Une entreprise qui veut ainsi se lancer dans une véritable politique open source en effectuant un audit et sur cette base, analyser les risques liés à l’utilisation des licences visant à établir à quelle catégorie chaque licence appartient et leur niveau de compatibilité. L’établissement d’une gouvernance visant à déterminer des règles d’utilisation de chaque licence en fonction des situations est ensuite primordiale à mettre en place.

Comment y réussir ?

La gouvernance open source vise à définir l’ensemble des moyens à mettre en œuvre pour l’orientation, le contrôle et la coordination des équipes intervenant sur un projet open source afin d’assurer une gestion de projet optimal en termes d’efficacité et de sécurité.

Dans le cadre présent, la gouvernance vise à :
(i) Garantir une utilisation des modules de logiciels libres conformément aux termes des licences auxquelles ils sont soumis, notamment au regard de la compatibilité des licences entre elles, afin de prévenir tout risque de contrefaçon et de manquement contractuel engageant la responsabilité de la Société ;
(ii) S’assurer du choix des licences les plus adaptées en fonction de la finalité recherchée par la Société dans le cadre du développement d’un produit ou service incorporant des modules sous licence open source ;
(iii) Garantir la protection des intérêts, notamment au regard de la propriété intellectuelle et des enjeux économiques et concurrentiels de la commercialisation d’un produit ou service.

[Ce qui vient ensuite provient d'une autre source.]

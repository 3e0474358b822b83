//! Per-platform content constraints and input sanitization

use crate::model::{DraftContent, Platform};

/// Maximum draft length accepted for publishing, in characters
pub fn draft_limit(platform: Platform) -> usize {
    match platform {
        Platform::Bluesky => 280,
        Platform::Twitter => 280,
        Platform::Linkedin => 3000,
        Platform::Telegram => 4096,
    }
}

/// Target length for generated summaries, in characters
///
/// Below `draft_limit` so that an appended article URL still fits.
pub fn summary_budget(platform: Platform) -> usize {
    match platform {
        Platform::Bluesky => 250,
        Platform::Twitter => 250,
        Platform::Linkedin => 1200,
        Platform::Telegram => 4000,
    }
}

/// Draft validation failure, reported before any network call
#[derive(Debug, Clone, PartialEq, Eq, thiserror::Error)]
pub enum DraftError {
    #[error("Draft is empty")]
    Empty,
    #[error("Draft too long: {len} > {max} characters")]
    TooLong { len: usize, max: usize },
}

/// Check a draft against its platform's constraints
pub fn validate_draft(draft: &DraftContent) -> Result<(), DraftError> {
    if draft.body.trim().is_empty() {
        return Err(DraftError::Empty);
    }

    let len = draft.body.chars().count();
    let max = draft_limit(draft.platform);
    if len > max {
        return Err(DraftError::TooLong { len, max });
    }

    Ok(())
}

/// Unicode characters that render as nothing but break identifier lookups
/// when pasted along with a handle.
const INVISIBLE_CHARS: [char; 7] = [
    '\u{200B}', // zero-width space
    '\u{200C}', // zero-width non-joiner
    '\u{200D}', // zero-width joiner
    '\u{200E}', // left-to-right mark
    '\u{200F}', // right-to-left mark
    '\u{2060}', // word joiner
    '\u{FEFF}', // byte order mark
];

/// Sanitize a Bluesky identifier (handle or email) before login
///
/// Strips surrounding whitespace, invisible Unicode, a single leading `@`,
/// and trailing dots or spaces left over from copy-paste.
pub fn sanitize_bluesky_identifier(raw: &str) -> String {
    let cleaned: String = raw
        .chars()
        .filter(|c| !INVISIBLE_CHARS.contains(c))
        .collect();

    let trimmed = cleaned.trim();
    let without_at = trimmed.strip_prefix('@').unwrap_or(trimmed);
    without_at
        .trim_end_matches(|c: char| c == '.' || c.is_whitespace())
        .to_string()
}

#[cfg(test)]
mod tests {
    use super::*;

    fn draft(platform: Platform, body: &str) -> DraftContent {
        DraftContent {
            platform,
            body: body.to_string(),
            article: None,
        }
    }

    #[test]
    fn sanitize_strips_whitespace_at_and_trailing_dots() {
        assert_eq!(
            sanitize_bluesky_identifier(" @Name.bsky.social. "),
            "Name.bsky.social"
        );
    }

    #[test]
    fn sanitize_strips_invisible_unicode() {
        assert_eq!(
            sanitize_bluesky_identifier("\u{FEFF}alice\u{200B}.bsky.social\u{200D}"),
            "alice.bsky.social"
        );
    }

    #[test]
    fn sanitize_strips_only_one_leading_at() {
        assert_eq!(sanitize_bluesky_identifier("@@handle"), "@handle");
    }

    #[test]
    fn sanitize_keeps_emails_intact() {
        assert_eq!(
            sanitize_bluesky_identifier("user@example.com"),
            "user@example.com"
        );
    }

    #[test]
    fn bluesky_draft_at_limit_is_accepted() {
        let body = "a".repeat(280);
        assert!(validate_draft(&draft(Platform::Bluesky, &body)).is_ok());
    }

    #[test]
    fn bluesky_draft_over_limit_is_rejected() {
        let body = "a".repeat(281);
        assert_eq!(
            validate_draft(&draft(Platform::Bluesky, &body)),
            Err(DraftError::TooLong { len: 281, max: 280 })
        );
    }

    #[test]
    fn limit_counts_chars_not_bytes() {
        // 280 multibyte chars is exactly at the limit
        let body = "é".repeat(280);
        assert!(validate_draft(&draft(Platform::Twitter, &body)).is_ok());
    }

    #[test]
    fn whitespace_only_draft_is_empty() {
        assert_eq!(
            validate_draft(&draft(Platform::Telegram, "  \n ")),
            Err(DraftError::Empty)
        );
    }
}
//! Compose use case - turn one article into per-platform drafts

use crate::{
    model::{ArticleRef, DraftContent, DraftSet, Platform},
    policy::draft_limit,
    ports::{SummarizeError, Summarizer},
};

/// Errors from draft composition
#[derive(Debug, thiserror::Error)]
pub enum ComposeError {
    #[error("No article text to summarize")]
    EmptyArticle,
    #[error("Summarization failed for {platform}: {source}")]
    Summarize {
        platform: Platform,
        #[source]
        source: SummarizeError,
    },
}

/// Builds a draft per requested platform from raw article text
pub struct ComposeUseCase<'a> {
    summarizer: &'a dyn Summarizer,
}

impl<'a> ComposeUseCase<'a> {
    pub fn new(summarizer: &'a dyn Summarizer) -> Self {
        Self { summarizer }
    }

    /// Summarize the article once per platform and assemble the draft set
    ///
    /// Twitter gets the article URL appended to the body (no link-preview
    /// embed there); Bluesky, LinkedIn, and Telegram carry the article as a
    /// structured attachment their publishers turn into embeds or links.
    pub async fn compose(
        &self,
        article_text: &str,
        article: Option<&ArticleRef>,
        platforms: &[Platform],
    ) -> Result<DraftSet, ComposeError> {
        if article_text.trim().is_empty() {
            return Err(ComposeError::EmptyArticle);
        }

        let mut set = DraftSet::default();
        for &platform in platforms {
            let summary = self
                .summarizer
                .summarize(article_text, platform)
                .await
                .map_err(|source| ComposeError::Summarize { platform, source })?;

            let mut body = summary.trim().to_string();
            if platform == Platform::Twitter {
                if let Some(article) = article {
                    let with_url = format!("{}\n\n{}", body, article.url);
                    if with_url.chars().count() <= draft_limit(platform) {
                        body = with_url;
                    }
                }
            }

            set.set(DraftContent {
                platform,
                body,
                article: article.cloned(),
            });
        }

        Ok(set)
    }
}
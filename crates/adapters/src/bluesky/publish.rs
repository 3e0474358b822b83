//! Bluesky publish adapter (AT Protocol record creation)

use async_trait::async_trait;
use crosspost_domain::{
    ArticleRef, Credential, DraftContent, Platform, PlatformPublisher, PlatformSession,
    PublishError, PublishReceipt, policy::draft_limit,
};
use reqwest::Client;
use secrecy::ExposeSecret;
use serde::Deserialize;
use std::time::Duration;
use time::OffsetDateTime;
use time::format_description::well_known::Rfc3339;

/// Bluesky publisher creating `app.bsky.feed.post` records
pub struct BlueskyPublisher {
    client: Client,
    base_url: String,
}

#[derive(Deserialize)]
struct CreateRecordResponse {
    uri: String,
}

#[derive(Deserialize)]
struct UploadBlobResponse {
    blob: serde_json::Value,
}

impl BlueskyPublisher {
    pub fn new() -> Self {
        Self::with_base_url(super::DEFAULT_SERVICE.to_string())
    }

    pub fn with_base_url(base_url: String) -> Self {
        let client = Client::builder()
            .timeout(Duration::from_secs(30))
            .build()
            .expect("Failed to build HTTP client");
        Self { client, base_url }
    }

    /// Download the article image and upload it as a blob
    ///
    /// Best-effort: any failure here degrades the embed to text+link.
    async fn upload_thumb(
        &self,
        access_jwt: &str,
        image_url: &str,
    ) -> Result<serde_json::Value, PublishError> {
        let image = self
            .client
            .get(image_url)
            .send()
            .await
            .map_err(|e| PublishError::Network(e.to_string()))?;

        if !image.status().is_success() {
            return Err(PublishError::Api(format!(
                "Image fetch returned {}",
                image.status()
            )));
        }

        let content_type = image
            .headers()
            .get("content-type")
            .and_then(|v| v.to_str().ok())
            .unwrap_or("image/jpeg")
            .to_string();
        let bytes = image
            .bytes()
            .await
            .map_err(|e| PublishError::Network(e.to_string()))?;

        let url = format!("{}/xrpc/com.atproto.repo.uploadBlob", self.base_url);
        let response = self
            .client
            .post(&url)
            .bearer_auth(access_jwt)
            .header("Content-Type", content_type)
            .body(bytes)
            .send()
            .await
            .map_err(|e| PublishError::Network(e.to_string()))?;

        if !response.status().is_success() {
            return Err(PublishError::Api(format!(
                "uploadBlob returned {}",
                response.status()
            )));
        }

        let uploaded: UploadBlobResponse = response
            .json()
            .await
            .map_err(|e| PublishError::Api(e.to_string()))?;
        Ok(uploaded.blob)
    }

    async fn build_embed(
        &self,
        access_jwt: &str,
        article: &ArticleRef,
    ) -> serde_json::Value {
        let thumb = match &article.image_url {
            Some(image_url) => match self.upload_thumb(access_jwt, image_url).await {
                Ok(blob) => Some(blob),
                Err(e) => {
                    tracing::warn!(error = %e, "Thumbnail upload failed, embedding without it");
                    None
                }
            },
            None => None,
        };

        let mut external = serde_json::json!({
            "uri": article.url,
            "title": article.title.clone().unwrap_or_else(|| article.url.clone()),
            "description": article.description.clone().unwrap_or_default(),
        });
        if let Some(thumb) = thumb {
            external["thumb"] = thumb;
        }

        serde_json::json!({
            "$type": "app.bsky.embed.external",
            "external": external,
        })
    }
}

impl Default for BlueskyPublisher {
    fn default() -> Self {
        Self::new()
    }
}

#[async_trait]
impl PlatformPublisher for BlueskyPublisher {
    async fn publish(
        &self,
        session: &PlatformSession,
        draft: &DraftContent,
    ) -> Result<PublishReceipt, PublishError> {
        let Credential::Bluesky {
            access_jwt,
            did,
            handle,
            ..
        } = &session.credential
        else {
            return Err(PublishError::Auth(
                "Session does not hold Bluesky credentials".to_string(),
            ));
        };

        let len = draft.body.chars().count();
        let max = draft_limit(Platform::Bluesky);
        if len > max {
            return Err(PublishError::ContentTooLong { len, max });
        }

        let created_at = OffsetDateTime::now_utc()
            .format(&Rfc3339)
            .map_err(|e| PublishError::Api(e.to_string()))?;

        let mut record = serde_json::json!({
            "$type": "app.bsky.feed.post",
            "text": draft.body,
            "createdAt": created_at,
        });

        if let Some(article) = &draft.article {
            record["embed"] = self.build_embed(access_jwt.expose_secret(), article).await;
        }

        let url = format!("{}/xrpc/com.atproto.repo.createRecord", self.base_url);
        let response = self
            .client
            .post(&url)
            .bearer_auth(access_jwt.expose_secret())
            .json(&serde_json::json!({
                "repo": did,
                "collection": "app.bsky.feed.post",
                "record": record,
            }))
            .send()
            .await
            .map_err(|e| PublishError::Network(e.to_string()))?;

        if response.status() == 401 {
            return Err(PublishError::Auth("Expired or invalid session".to_string()));
        }
        if response.status() == 429 {
            return Err(PublishError::RateLimited);
        }
        if !response.status().is_success() {
            let body = response.text().await.unwrap_or_default();
            return Err(PublishError::Api(format!(
                "Failed to create post: {}",
                body
            )));
        }

        let created: CreateRecordResponse = response
            .json()
            .await
            .map_err(|e| PublishError::Api(e.to_string()))?;

        // at://did/collection/rkey -> public permalink
        let permalink = created
            .uri
            .rsplit('/')
            .next()
            .map(|rkey| format!("https://bsky.app/profile/{}/post/{}", handle, rkey));

        Ok(PublishReceipt {
            id: created.uri,
            url: permalink,
        })
    }

    fn platform(&self) -> Platform {
        Platform::Bluesky
    }

    fn target(&self) -> &str {
        "bluesky"
    }
}

#[cfg(test)]
mod tests {
    use super::*;
    use crosspost_domain::Identity;
    use secrecy::SecretString;
    use wiremock::matchers::{header, method, path};
    use wiremock::{Mock, MockServer, ResponseTemplate};

    fn session() -> PlatformSession {
        PlatformSession {
            credential: Credential::Bluesky {
                access_jwt: SecretString::new("jwt".into()),
                refresh_jwt: SecretString::new("refresh".into()),
                did: "did:plc:abc".to_string(),
                handle: "alice.bsky.social".to_string(),
            },
            identity: Identity::default(),
            obtained_at: OffsetDateTime::now_utc(),
            expires_at: None,
        }
    }

    fn draft(body: &str, article: Option<ArticleRef>) -> DraftContent {
        DraftContent {
            platform: Platform::Bluesky,
            body: body.to_string(),
            article,
        }
    }

    fn created_body() -> serde_json::Value {
        serde_json::json!({
            "uri": "at://did:plc:abc/app.bsky.feed.post/3k44",
            "cid": "bafyrei"
        })
    }

    #[tokio::test]
    async fn publishes_text_post() {
        let server = MockServer::start().await;

        Mock::given(method("POST"))
            .and(path("/xrpc/com.atproto.repo.createRecord"))
            .and(header("Authorization", "Bearer jwt"))
            .respond_with(ResponseTemplate::new(200).set_body_json(created_body()))
            .mount(&server)
            .await;

        let publisher = BlueskyPublisher::with_base_url(server.uri());
        let receipt = publisher
            .publish(&session(), &draft("hello world", None))
            .await
            .unwrap();

        assert_eq!(receipt.id, "at://did:plc:abc/app.bsky.feed.post/3k44");
        assert_eq!(
            receipt.url.as_deref(),
            Some("https://bsky.app/profile/alice.bsky.social/post/3k44")
        );
    }

    #[tokio::test]
    async fn thumbnail_failure_still_publishes_the_embed() {
        let server = MockServer::start().await;

        // Image host is down
        Mock::given(method("GET"))
            .and(path("/image.jpg"))
            .respond_with(ResponseTemplate::new(500))
            .mount(&server)
            .await;

        Mock::given(method("POST"))
            .and(path("/xrpc/com.atproto.repo.uploadBlob"))
            .respond_with(ResponseTemplate::new(500))
            .expect(0)
            .mount(&server)
            .await;

        Mock::given(method("POST"))
            .and(path("/xrpc/com.atproto.repo.createRecord"))
            .respond_with(ResponseTemplate::new(200).set_body_json(created_body()))
            .expect(1)
            .mount(&server)
            .await;

        let article = ArticleRef {
            url: "https://example.com/story".to_string(),
            title: Some("Story".to_string()),
            description: None,
            image_url: Some(format!("{}/image.jpg", server.uri())),
        };

        let publisher = BlueskyPublisher::with_base_url(server.uri());
        let receipt = publisher
            .publish(&session(), &draft("with embed", Some(article)))
            .await
            .unwrap();

        assert!(!receipt.id.is_empty());
    }

    #[tokio::test]
    async fn over_limit_draft_is_rejected_without_a_call() {
        let server = MockServer::start().await;

        Mock::given(method("POST"))
            .and(path("/xrpc/com.atproto.repo.createRecord"))
            .respond_with(ResponseTemplate::new(200))
            .expect(0)
            .mount(&server)
            .await;

        let publisher = BlueskyPublisher::with_base_url(server.uri());
        let result = publisher
            .publish(&session(), &draft(&"a".repeat(281), None))
            .await;

        assert!(matches!(
            result,
            Err(PublishError::ContentTooLong { len: 281, max: 280 })
        ));
    }

    #[tokio::test]
    async fn expired_session_maps_to_auth_error() {
        let server = MockServer::start().await;

        Mock::given(method("POST"))
            .and(path("/xrpc/com.atproto.repo.createRecord"))
            .respond_with(ResponseTemplate::new(401))
            .mount(&server)
            .await;

        let publisher = BlueskyPublisher::with_base_url(server.uri());
        let result = publisher.publish(&session(), &draft("hi", None)).await;

        assert!(matches!(result, Err(PublishError::Auth(_))));
    }
}
//! Application use cases

pub mod compose;
pub mod publish_all;

pub use compose::{ComposeError, ComposeUseCase};
pub use publish_all::PublishAll;
//! Config command - configuration management

use anyhow::{Context, Result};
use std::fs;

use crate::args::{ConfigArgs, ConfigCommands};
use crate::config::AppConfig;

pub async fn execute(args: ConfigArgs) -> Result<()> {
    match args.command {
        ConfigCommands::Init { path, force } => init_config(path, force).await,
    }
}

async fn init_config(path: std::path::PathBuf, force: bool) -> Result<()> {
    if path.exists() && !force {
        anyhow::bail!(
            "Config file already exists: {}. Use --force to overwrite.",
            path.display()
        );
    }

    let content = AppConfig::example_toml();

    // Create parent directories if needed
    if let Some(parent) = path.parent() {
        if !parent.exists() {
            fs::create_dir_all(parent)
                .with_context(|| format!("Failed to create directory: {}", parent.display()))?;
        }
    }

    fs::write(&path, content)
        .with_context(|| format!("Failed to write config file: {}", path.display()))?;

    println!("Created config file: {}", path.display());
    println!();
    println!("Next steps:");
    println!("  1. Edit the config file and export the secret env vars it names");
    println!("  2. Run 'crosspost doctor' to validate your setup");
    println!("  3. Run 'crosspost compose --url <article>' to draft posts");
    println!("  4. Run 'crosspost publish --dry-run' to preview the broadcast");

    Ok(())
}
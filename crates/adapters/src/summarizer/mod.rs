//! LLM-backed per-platform summarization

use async_trait::async_trait;
use crosspost_domain::{Platform, SummarizeError, Summarizer, policy::summary_budget};
use regex::Regex;
use reqwest::Client;
use secrecy::{ExposeSecret, SecretString};
use serde::Deserialize;
use std::sync::LazyLock;
use std::time::Duration;

const DEFAULT_API_BASE: &str = "https://api.openai.com";

static HASHTAG: LazyLock<Regex> =
    LazyLock::new(|| Regex::new(r"#\w+").expect("hashtag pattern is valid"));

/// Tuning knobs for the summarizer
#[derive(Debug, Clone)]
pub struct SummarizerConfig {
    pub model: String,
    pub temperature: f64,
    pub max_output_tokens: u32,
    pub timeout_secs: u64,
}

impl Default for SummarizerConfig {
    fn default() -> Self {
        Self {
            model: "gpt-4o-mini".to_string(),
            temperature: 0.7,
            max_output_tokens: 1024,
            timeout_secs: 60,
        }
    }
}

/// Per-platform voice instructions
///
/// Emojis and hashtags are forbidden in the prompt and stripped again
/// afterwards; models ignore instructions often enough that the belt
/// needs braces.
fn platform_prompt(platform: Platform) -> &'static str {
    match platform {
        Platform::Linkedin => {
            "Write a professional, insight-led summary of the article for a \
             LinkedIn audience. Plain prose, no emojis, no hashtags."
        }
        Platform::Bluesky => {
            "Write a short, conversational summary of the article for \
             Bluesky. One or two sentences, no emojis, no hashtags."
        }
        Platform::Telegram => {
            "Write a direct, informative summary of the article for a \
             Telegram channel. No emojis, no hashtags."
        }
        Platform::Twitter => {
            "Write an engaging one-sentence summary of the article for \
             Twitter. No emojis, no hashtags."
        }
    }
}

/// OpenAI chat-completions summarizer
pub struct OpenAiSummarizer {
    client: Client,
    api_key: SecretString,
    config: SummarizerConfig,
    base_url: String,
}

#[derive(Deserialize)]
struct ChatResponse {
    choices: Vec<ChatChoice>,
}

#[derive(Deserialize)]
struct ChatChoice {
    message: ChatMessage,
}

#[derive(Deserialize)]
struct ChatMessage {
    content: String,
}

impl OpenAiSummarizer {
    pub fn new(api_key: SecretString, config: SummarizerConfig) -> Result<Self, SummarizeError> {
        Self::with_base_url(api_key, config, DEFAULT_API_BASE.to_string())
    }

    pub fn with_base_url(
        api_key: SecretString,
        config: SummarizerConfig,
        base_url: String,
    ) -> Result<Self, SummarizeError> {
        if api_key.expose_secret().trim().is_empty() {
            return Err(SummarizeError::Config(
                "Summarizer API key is empty".to_string(),
            ));
        }
        let client = Client::builder()
            .timeout(Duration::from_secs(config.timeout_secs))
            .build()
            .map_err(|e| SummarizeError::Config(e.to_string()))?;
        Ok(Self {
            client,
            api_key,
            config,
            base_url,
        })
    }

    /// Strip hashtags, collapse leftover whitespace, and enforce the
    /// platform's summary budget with a trailing ellipsis
    fn postprocess(raw: &str, platform: Platform) -> String {
        let stripped = HASHTAG.replace_all(raw, "");
        let cleaned = stripped
            .split_whitespace()
            .collect::<Vec<_>>()
            .join(" ");

        let budget = summary_budget(platform);
        if cleaned.chars().count() <= budget {
            return cleaned;
        }
        let truncated: String = cleaned.chars().take(budget.saturating_sub(1)).collect();
        format!("{}…", truncated.trim_end())
    }
}

#[async_trait]
impl Summarizer for OpenAiSummarizer {
    async fn summarize(
        &self,
        article_text: &str,
        platform: Platform,
    ) -> Result<String, SummarizeError> {
        let budget = summary_budget(platform);
        let body = serde_json::json!({
            "model": self.config.model,
            "temperature": self.config.temperature,
            "max_tokens": self.config.max_output_tokens,
            "messages": [
                {
                    "role": "system",
                    "content": format!(
                        "{} Keep it under {} characters.",
                        platform_prompt(platform),
                        budget
                    ),
                },
                { "role": "user", "content": article_text },
            ],
        });

        let url = format!("{}/v1/chat/completions", self.base_url);
        let response = self
            .client
            .post(&url)
            .bearer_auth(self.api_key.expose_secret())
            .json(&body)
            .send()
            .await
            .map_err(|e| {
                if e.is_timeout() {
                    SummarizeError::Timeout
                } else {
                    SummarizeError::Api(e.to_string())
                }
            })?;

        if response.status() == 429 {
            return Err(SummarizeError::RateLimited);
        }
        if !response.status().is_success() {
            let body = response.text().await.unwrap_or_default();
            return Err(SummarizeError::Api(format!(
                "Summarization failed: {}",
                body
            )));
        }

        let parsed: ChatResponse = response
            .json()
            .await
            .map_err(|e| SummarizeError::InvalidFormat(e.to_string()))?;
        let content = parsed
            .choices
            .first()
            .map(|c| c.message.content.as_str())
            .ok_or_else(|| SummarizeError::InvalidFormat("No choices returned".to_string()))?;

        if content.trim().is_empty() {
            return Err(SummarizeError::InvalidFormat(
                "Empty completion".to_string(),
            ));
        }

        Ok(Self::postprocess(content, platform))
    }
}

/// Canned summarizer for offline runs and tests
pub struct StubSummarizer;

#[async_trait]
impl Summarizer for StubSummarizer {
    async fn summarize(
        &self,
        article_text: &str,
        platform: Platform,
    ) -> Result<String, SummarizeError> {
        let budget = summary_budget(platform);
        let text = article_text.split_whitespace().collect::<Vec<_>>().join(" ");
        Ok(text.chars().take(budget).collect())
    }
}

#[cfg(test)]
mod tests {
    use super::*;
    use wiremock::matchers::{body_partial_json, header, method, path};
    use wiremock::{Mock, MockServer, ResponseTemplate};

    fn summarizer(server: &MockServer) -> OpenAiSummarizer {
        OpenAiSummarizer::with_base_url(
            SecretString::new("sk-test".into()),
            SummarizerConfig::default(),
            server.uri(),
        )
        .unwrap()
    }

    fn completion(content: &str) -> serde_json::Value {
        serde_json::json!({
            "choices": [
                { "message": { "role": "assistant", "content": content } }
            ]
        })
    }

    #[tokio::test]
    async fn summarize_sends_the_platform_prompt() {
        let server = MockServer::start().await;

        Mock::given(method("POST"))
            .and(path("/v1/chat/completions"))
            .and(header("Authorization", "Bearer sk-test"))
            .and(body_partial_json(serde_json::json!({
                "model": "gpt-4o-mini"
            })))
            .respond_with(
                ResponseTemplate::new(200).set_body_json(completion("A tight summary.")),
            )
            .mount(&server)
            .await;

        let summary = summarizer(&server)
            .summarize("Long article text", Platform::Bluesky)
            .await
            .unwrap();

        assert_eq!(summary, "A tight summary.");
    }

    #[tokio::test]
    async fn hashtags_are_stripped_from_the_completion() {
        let server = MockServer::start().await;

        Mock::given(method("POST"))
            .and(path("/v1/chat/completions"))
            .respond_with(ResponseTemplate::new(200).set_body_json(completion(
                "Big news today #breaking #tech and more.",
            )))
            .mount(&server)
            .await;

        let summary = summarizer(&server)
            .summarize("text", Platform::Twitter)
            .await
            .unwrap();

        assert_eq!(summary, "Big news today and more.");
    }

    #[tokio::test]
    async fn over_budget_completion_is_truncated_with_an_ellipsis() {
        let server = MockServer::start().await;

        let long = "word ".repeat(200);
        Mock::given(method("POST"))
            .and(path("/v1/chat/completions"))
            .respond_with(ResponseTemplate::new(200).set_body_json(completion(&long)))
            .mount(&server)
            .await;

        let summary = summarizer(&server)
            .summarize("text", Platform::Bluesky)
            .await
            .unwrap();

        assert!(summary.chars().count() <= summary_budget(Platform::Bluesky));
        assert!(summary.ends_with('…'));
    }

    #[tokio::test]
    async fn rate_limit_maps_to_its_own_error() {
        let server = MockServer::start().await;

        Mock::given(method("POST"))
            .and(path("/v1/chat/completions"))
            .respond_with(ResponseTemplate::new(429))
            .mount(&server)
            .await;

        let result = summarizer(&server).summarize("text", Platform::Bluesky).await;
        assert!(matches!(result, Err(SummarizeError::RateLimited)));
    }

    #[tokio::test]
    async fn empty_completion_is_an_invalid_format() {
        let server = MockServer::start().await;

        Mock::given(method("POST"))
            .and(path("/v1/chat/completions"))
            .respond_with(ResponseTemplate::new(200).set_body_json(completion("   ")))
            .mount(&server)
            .await;

        let result = summarizer(&server).summarize("text", Platform::Bluesky).await;
        assert!(matches!(result, Err(SummarizeError::InvalidFormat(_))));
    }

    #[tokio::test]
    async fn stub_respects_the_platform_budget() {
        let long = "a".repeat(10_000);
        let summary = StubSummarizer
            .summarize(&long, Platform::Bluesky)
            .await
            .unwrap();
        assert_eq!(summary.chars().count(), summary_budget(Platform::Bluesky));
    }
}
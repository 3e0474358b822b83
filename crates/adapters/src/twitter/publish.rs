//! Twitter/X publish adapter (v2 tweet creation)

use async_trait::async_trait;
use crosspost_domain::{
    Credential, DraftContent, Platform, PlatformPublisher, PlatformSession, PublishError,
    PublishReceipt, policy::draft_limit,
};
use reqwest::Client;
use secrecy::ExposeSecret;
use serde::Deserialize;
use std::time::Duration;

/// Twitter publisher creating tweets via the v2 endpoint
///
/// Requests are OAuth 1.0a user-context signed; the JSON body never
/// participates in the signature.
pub struct TwitterPublisher {
    client: Client,
    consumer_key: String,
    consumer_secret: secrecy::SecretString,
    base_url: String,
}

#[derive(Deserialize)]
struct CreateTweetResponse {
    data: CreatedTweet,
}

#[derive(Deserialize)]
struct CreatedTweet {
    id: String,
}

impl TwitterPublisher {
    pub fn new(consumer_key: String, consumer_secret: secrecy::SecretString) -> Self {
        Self::with_base_url(consumer_key, consumer_secret, super::DEFAULT_API_BASE.to_string())
    }

    pub fn with_base_url(
        consumer_key: String,
        consumer_secret: secrecy::SecretString,
        base_url: String,
    ) -> Self {
        let client = Client::builder()
            .timeout(Duration::from_secs(30))
            .build()
            .expect("Failed to build HTTP client");
        Self {
            client,
            consumer_key,
            consumer_secret,
            base_url,
        }
    }
}

#[async_trait]
impl PlatformPublisher for TwitterPublisher {
    async fn publish(
        &self,
        session: &PlatformSession,
        draft: &DraftContent,
    ) -> Result<PublishReceipt, PublishError> {
        let Credential::Twitter {
            access_token,
            access_secret,
            ..
        } = &session.credential
        else {
            return Err(PublishError::Auth(
                "Session does not hold Twitter credentials".to_string(),
            ));
        };

        let len = draft.body.chars().count();
        let max = draft_limit(Platform::Twitter);
        if len > max {
            return Err(PublishError::ContentTooLong { len, max });
        }

        let url = format!("{}/2/tweets", self.base_url);
        let header = super::authorization_header(
            "POST",
            &url,
            &self.consumer_key,
            self.consumer_secret.expose_secret(),
            access_token.expose_secret(),
            access_secret.expose_secret(),
            &[],
        );

        let response = self
            .client
            .post(&url)
            .header("Authorization", header)
            .json(&serde_json::json!({ "text": draft.body }))
            .send()
            .await
            .map_err(|e| PublishError::Network(e.to_string()))?;

        if response.status() == 401 {
            return Err(PublishError::Auth("Expired or invalid token".to_string()));
        }
        if response.status() == 429 {
            return Err(PublishError::RateLimited);
        }
        if !response.status().is_success() {
            let body = response.text().await.unwrap_or_default();
            return Err(PublishError::Api(format!(
                "Failed to create tweet: {}",
                body
            )));
        }

        let created: CreateTweetResponse = response
            .json()
            .await
            .map_err(|e| PublishError::Api(e.to_string()))?;

        Ok(PublishReceipt {
            url: Some(format!("https://x.com/i/status/{}", created.data.id)),
            id: created.data.id,
        })
    }

    fn platform(&self) -> Platform {
        Platform::Twitter
    }

    fn target(&self) -> &str {
        "twitter"
    }
}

A ce titre, la gouvernance doit reposer sur trois axes :

Premier axe : la mise en place d’une procédure de documentation par les services opérationnels des projets incluant de l’open source préalablement à leur mise en place, et tout au long de leur développement.

Deuxième axe : la mise en place d’un comité de contrôle et de pilotage de la mise en œuvre de la politique open source de la Société, visant notamment à définir les risques et les gérer, ainsi qu’à faire évoluer, le cas échéant, la politique open source en fonction des besoins et de l’évolution de l’état de l’art.

Troisième axe : la mise en place d’une procédure de gestion et de maintien de la conformité des pratiques au regard de la politique open source de la société.

Autrement dit, il est essentiel de :
• mettre à disposition des différents services un inventaire des licences open source dont l’utilisation est autorisée au sein de la société, contenant des fiches de présentation pratiques des caractéristiques de chaque licence et mis à jour régulièrement.
• mettre en place un code couleur permettant l’identification des licences et des projets en fonction de leur niveau de criticité et intégrer ce code dans l’inventaire des licences.
• éditer et mettre à disposition des différents services un guide pratique détaillant la politique open source de la Société et décrivant :
o comment qualifier la criticité d’un projet et d’une licence open source ;
o définir une politique de commercialisation des produits intégrant des modules open source ;
o les licences open source dont l’usage est autorisé, à l’exclusion de toute autre licence ;
o les règles d’utilisation et de contrôle des différentes licences mises en place par la Société et dont la mise en œuvre est garantie par le Comité de pilotage ;
o les cas de figure dans lesquels l’utilisation des licences est libre par les équipes, celle nécessitant l’accord du Comité de pilotage.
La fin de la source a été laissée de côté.